Or si, pour avoir voulu se mêler, même avec discrétion, aux difficultés orientales, elle s’est trouvée tout à coup près de la guerre et obligée à un recul, quels seraient ses risques le jour où elle appellerait des puissances si jalouses à résoudre un tel problème? Ce jour-!à, elles déclareraient chacune leur volonté et demanderaient à l’Allemagne d’opter entre elles. Les plus ambitieuses peuvent prendre patience tant que l’heure du partage n’est pas venue, mais quand cette heure sonne, qui va pour jamais attribuer à eux ou à d’autres la dépouille, ils exigent des engagemens précis, et quiconque n’est pas pour eux est contre eux. A la veille d’une guerre, l’Allemagne devrait se prononcer.

Soutiendrait-elle les intérêts de l’Autriche, elle gagnerait par surcroît l’alliance anglaise ; mais, entre la France attaquée et la Russie, l’union serait inévitable, et l’Allemagne tomberait dans les hasards qu’elle n’a pas voulu courir il y a six mois.

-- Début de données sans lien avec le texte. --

//! Logging for the `memoria` binary and its crates.
//!
//! Log lines go to stderr so that `--json` output on stdout stays
//! machine-readable. The CLI maps `-v`/`-q` to a directive such as
//! `info,memoria=debug`; an explicit `RUST_LOG` wins over it. `--otel` adds span
//! export to stdout and is meant for local inspection only.
//!
//! ```no_run
//! memoria_observe::tracing_setup::init_tracing(false, "warn").unwrap();
//! // ... run the command ...
//! memoria_observe::tracing_setup::shutdown_tracing();
//! ```

use opentelemetry::trace::TracerProvider as _;
use opentelemetry_sdk::trace::SdkTracerProvider;
use tracing_subscriber::fmt::format::FmtSpan;
use tracing_subscriber::layer::SubscriberExt;
use tracing_subscriber::util::SubscriberInitExt;
use tracing_subscriber::EnvFilter;

use std::sync::OnceLock;

/// Set only when `--otel` was requested.
static TRACER_PROVIDER: OnceLock<SdkTracerProvider> = OnceLock::new();

/// Filter for the session: a parseable `RUST_LOG`, else the directive derived
/// from the CLI verbosity flags. A malformed `RUST_LOG` falls back silently.
pub fn build_env_filter(default_directive: &str) -> EnvFilter {
    EnvFilter::try_from_default_env().unwrap_or_else(|_| EnvFilter::new(default_directive))
}

/// Installs the process-wide subscriber. Closed spans are logged with their
/// duration, which is how retrieval and extraction timings show up at
/// `debug`.
///
/// # Errors
///
/// Fails when a subscriber is already installed, e.g. a second call in the
/// same process.
pub fn init_tracing(
    enable_otel: bool,
    default_directive: &str,
) -> Result<(), Box<dyn std::error::Error>> {
    let fmt_layer = tracing_subscriber::fmt::layer()
        .with_writer(std::io::stderr)
        .with_target(true)
        .with_span_events(FmtSpan::CLOSE);

    let env_filter = build_env_filter(default_directive);

    if enable_otel {
        let provider = SdkTracerProvider::builder()
            .with_simple_exporter(opentelemetry_stdout::SpanExporter::default())
            .build();
        let tracer = provider.tracer("memoria");
        let otel_layer = tracing_opentelemetry::layer().with_tracer(tracer);

        let _ = TRACER_PROVIDER.set(provider.clone());
        opentelemetry::global::set_tracer_provider(provider);

        tracing_subscriber::registry()
            .with(env_filter)
            .with(fmt_layer)
            .with(otel_layer)
            .try_init()?;
    } else {
        tracing_subscriber::registry()
            .with(env_filter)
            .with(fmt_layer)
            .try_init()?;
    }

    Ok(())
}

/// Flushes exported spans before exit. Does nothing without `--otel`.
pub fn shutdown_tracing() {
    if let Some(provider) = TRACER_PROVIDER.get() {
        if let Err(e) = provider.shutdown() {
            eprintln!("Warning: OTel tracer provider shutdown error: {e}");
        }
    }
}

#[cfg(test)]
mod tests {
    use super::*;

    #[test]
    fn test_default_directive_used_without_rust_log() {
        if std::env::var_os("RUST_LOG").is_some() {
            return;
        }
        let filter = build_env_filter("memoria=debug");
        assert_eq!(filter.to_string(), "memoria=debug");
    }

    #[test]
    fn test_shutdown_without_otel_is_noop() {
        shutdown_tracing();
    }
}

Achevant l’évolution qu’elle semble décrire depuis cette époque, laisserait-elle la Russie libre en Orient, et les deux puissances se garantiraient-elles leurs conquêtes aux deux extrémités de l’Europe ? L’Angleterre et l’Autriche, menacées dans leurs intérêts vitaux par la Russie, auraient un intérêt vital à la défaite de l’Allemagne et deviendraient un appui pour la France.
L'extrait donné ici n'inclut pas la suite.